Global Lambda Integrated Facility

Optical Multicast and High-Performance Digital Media

Optical multicast in action



Joe Mambretti, International Center for Advanced Internet Research (iCAIR), Northwestern University, United States


Canada: Nortel
Czech Republic Masaryk University; CESNET
United States: Northwestern University; Louisiana State University; Louisiana Tech University; University of Arkansas; MCNC; Louisiana Optical Network Initiative (LONI); Arkansas Research and Education Optical Network (ARE-ON); National LambdaRail; StarLight


Louisiana State University (LSU) Center for Computation and Technology (CCT) professor Thomas Sterling, a renowned researcher in the field of high-performance computing (HPC), is teaching a Spring 2007 semester class “High-Performance Computing: Concepts, Methods and Means”. It is the first course in the US being taught using high-definition (HD) video broadcast for distributed classroom instruction. The course is offered to students at LSU, Louisiana Tech University, University of Arkansas, MCNC in North Carolina, and Masaryk University in the Czech Republic.
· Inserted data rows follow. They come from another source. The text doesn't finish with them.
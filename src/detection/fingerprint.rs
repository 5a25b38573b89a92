//! Static fingerprinting-API detection.
//!
//! Detects a fixed, closed vocabulary of browser APIs commonly used for
//! device identification. Each signal is an independent case-insensitive
//! regex run against every inline script body, plus one structural check for
//! `<canvas>` elements in the document.
//!
//! Static detection cannot see calls assembled at runtime; the live canvas
//! interception in [`crate::detection::canvas`] complements it.

use std::collections::BTreeSet;
use std::fmt;
use std::str::FromStr;

use once_cell::sync::Lazy;
use regex::{Regex, RegexBuilder};
use serde::{Deserialize, Serialize};

/// A fingerprinting signal identifier.
///
/// The serialized form is the dotted identifier (e.g. `canvas.toDataURL`).
/// Identifiers emitted by older releases (`canvas`, `screen.width`,
/// `screen.height`) are accepted when deserializing.
#[derive(Debug, Clone, Copy, PartialEq, Eq, Hash, PartialOrd, Ord, Serialize, Deserialize)]
pub enum FingerprintSignal {
    /// At least one `<canvas>` element is present.
    #[serde(rename = "canvas.element_present", alias = "canvas")]
    CanvasElementPresent,
    #[serde(rename = "canvas.getContext")]
    CanvasGetContext,
    #[serde(rename = "canvas.toDataURL")]
    CanvasToDataUrl,
    #[serde(rename = "canvas.toBlob")]
    CanvasToBlob,
    #[serde(rename = "navigator.plugins")]
    NavigatorPlugins,
    #[serde(rename = "navigator.userAgent")]
    NavigatorUserAgent,
    #[serde(rename = "navigator.hardwareConcurrency")]
    NavigatorHardwareConcurrency,
    /// Reads of screen width/height/color depth.
    #[serde(rename = "screen.dimensions", alias = "screen.width", alias = "screen.height")]
    ScreenDimensions,
    #[serde(rename = "webgl.getParameter")]
    WebglGetParameter,
    /// AudioContext / OfflineAudioContext construction.
    #[serde(rename = "audio.context")]
    AudioContext,
}

impl FingerprintSignal {
    /// All signals in reporting order.
    pub fn all() -> &'static [FingerprintSignal] {
        &[
            FingerprintSignal::CanvasElementPresent,
            FingerprintSignal::CanvasGetContext,
            FingerprintSignal::CanvasToDataUrl,
            FingerprintSignal::CanvasToBlob,
            FingerprintSignal::NavigatorPlugins,
            FingerprintSignal::NavigatorUserAgent,
            FingerprintSignal::NavigatorHardwareConcurrency,
            FingerprintSignal::ScreenDimensions,
            FingerprintSignal::WebglGetParameter,
            FingerprintSignal::AudioContext,
        ]
    }

    /// The dotted identifier of this signal.
    pub fn id(&self) -> &'static str {
        match self {
            FingerprintSignal::CanvasElementPresent => "canvas.element_present",
            FingerprintSignal::CanvasGetContext => "canvas.getContext",
            FingerprintSignal::CanvasToDataUrl => "canvas.toDataURL",
            FingerprintSignal::CanvasToBlob => "canvas.toBlob",
            FingerprintSignal::NavigatorPlugins => "navigator.plugins",
            FingerprintSignal::NavigatorUserAgent => "navigator.userAgent",
            FingerprintSignal::NavigatorHardwareConcurrency => "navigator.hardwareConcurrency",
            FingerprintSignal::ScreenDimensions => "screen.dimensions",
            FingerprintSignal::WebglGetParameter => "webgl.getParameter",
            FingerprintSignal::AudioContext => "audio.context",
        }
    }

    /// Textual signature for signals detected in script bodies.
    ///
    /// Returns `None` for structural signals.
    fn signature(&self) -> Option<&'static str> {
        match self {
            FingerprintSignal::CanvasElementPresent => None,
            FingerprintSignal::CanvasGetContext => Some(r"\.\s*getContext\s*\("),
            FingerprintSignal::CanvasToDataUrl => Some(r"\.\s*toDataURL\s*\("),
            FingerprintSignal::CanvasToBlob => Some(r"\.\s*toBlob\s*\("),
            FingerprintSignal::NavigatorPlugins => Some(r"\bnavigator\s*\.\s*plugins\b"),
            FingerprintSignal::NavigatorUserAgent => Some(r"\bnavigator\s*\.\s*userAgent\b"),
            FingerprintSignal::NavigatorHardwareConcurrency => {
                Some(r"\bnavigator\s*\.\s*hardwareConcurrency\b")
            }
            FingerprintSignal::ScreenDimensions => {
                Some(r"\bscreen\s*\.\s*(?:width|height|availWidth|availHeight|colorDepth|pixelDepth)\b")
            }
            FingerprintSignal::WebglGetParameter => Some(r"\.\s*getParameter\s*\("),
            FingerprintSignal::AudioContext => Some(r"\b(?:Offline)?AudioContext\b"),
        }
    }
}

impl fmt::Display for FingerprintSignal {
    fn fmt(&self, f: &mut fmt::Formatter<'_>) -> fmt::Result {
        f.write_str(self.id())
    }
}

impl FromStr for FingerprintSignal {
    type Err = String;

    fn from_str(s: &str) -> Result<Self, Self::Err> {
        match s {
            "canvas" => return Ok(FingerprintSignal::CanvasElementPresent),
            "screen.width" | "screen.height" => return Ok(FingerprintSignal::ScreenDimensions),
            _ => {}
        }
        FingerprintSignal::all()
            .iter()
            .find(|signal| signal.id() == s)
            .copied()
            .ok_or_else(|| format!("Unknown fingerprinting signal: {}", s))
    }
}

static SIGNAL_MATCHERS: Lazy<Vec<(FingerprintSignal, Regex)>> = Lazy::new(|| {
    FingerprintSignal::all()
        .iter()
        .filter_map(|signal| {
            signal.signature().map(|pattern| {
                let regex = RegexBuilder::new(pattern)
                    .case_insensitive(true)
                    .build()
                    .expect("invalid fingerprint signature regex");
                (*signal, regex)
            })
        })
        .collect()
});

/// Detects fingerprinting signals in inline script bodies.
///
/// `canvas_count` is the number of `<canvas>` elements in the document. The
/// result contains each signal at most once, in [`FingerprintSignal::all`]
/// order.
pub fn detect_static<I, S>(inline_bodies: I, canvas_count: usize) -> Vec<FingerprintSignal>
where
    I: IntoIterator<Item = S>,
    S: AsRef<str>,
{
    // Ord follows declaration order, which is the reporting order.
    let mut found = BTreeSet::new();

    if canvas_count > 0 {
        found.insert(FingerprintSignal::CanvasElementPresent);
    }

    for body in inline_bodies {
        let body = body.as_ref();
        for (signal, regex) in SIGNAL_MATCHERS.iter() {
            if !found.contains(signal) && regex.is_match(body) {
                found.insert(*signal);
            }
        }
    }

    found.into_iter().collect()
}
The NSF IRNC-funded TransLight/StarLight optical network link between the US and Europe is currently used to transmit uncompressed HD video streams to the Czech Republic. Statewide research and education optical networks Louisiana Optical Network Initiative (LONI) and the Arkansas Research and Education Optical Network (ARE-ON), and the nationwide optical network National LambdaRail, help support the course to locations in the US. Virtual presence requires high-quality HD video and two-way audio transmission with minimum latency. A single raw HD stream consumes about 1.5 Gbps of bandwidth, and multi-site virtual meetings like this course can easily saturate a 10 Gbps link. This far exceeds the on-demand bandwidth available on the Internet, though course organizers are distributing the course via the Internet to Access Grids at select sites that do not yet have their optical connections and/or HD technologies in place.

In collaboration with Nortel, Northwestern University is working on a dynamic optical multicast technique for disseminating streams in lieu of the stream replication method currently used. The optical multicast equipment and the computers used for multicast replication are homed at StarLight.

Multicasting digital media using L1/L2 transport provides a number of significant benefits, including higher performance, enhanced management, cost effectiveness, quality of service, etc. Optical multicast allows for much larger streams than packet routed networks, e.g. multicast at multiple Gbps. In this context, high-performance refers to reliable, consistent, high-quality delivered service, with minimal jitter and latency over very long distances.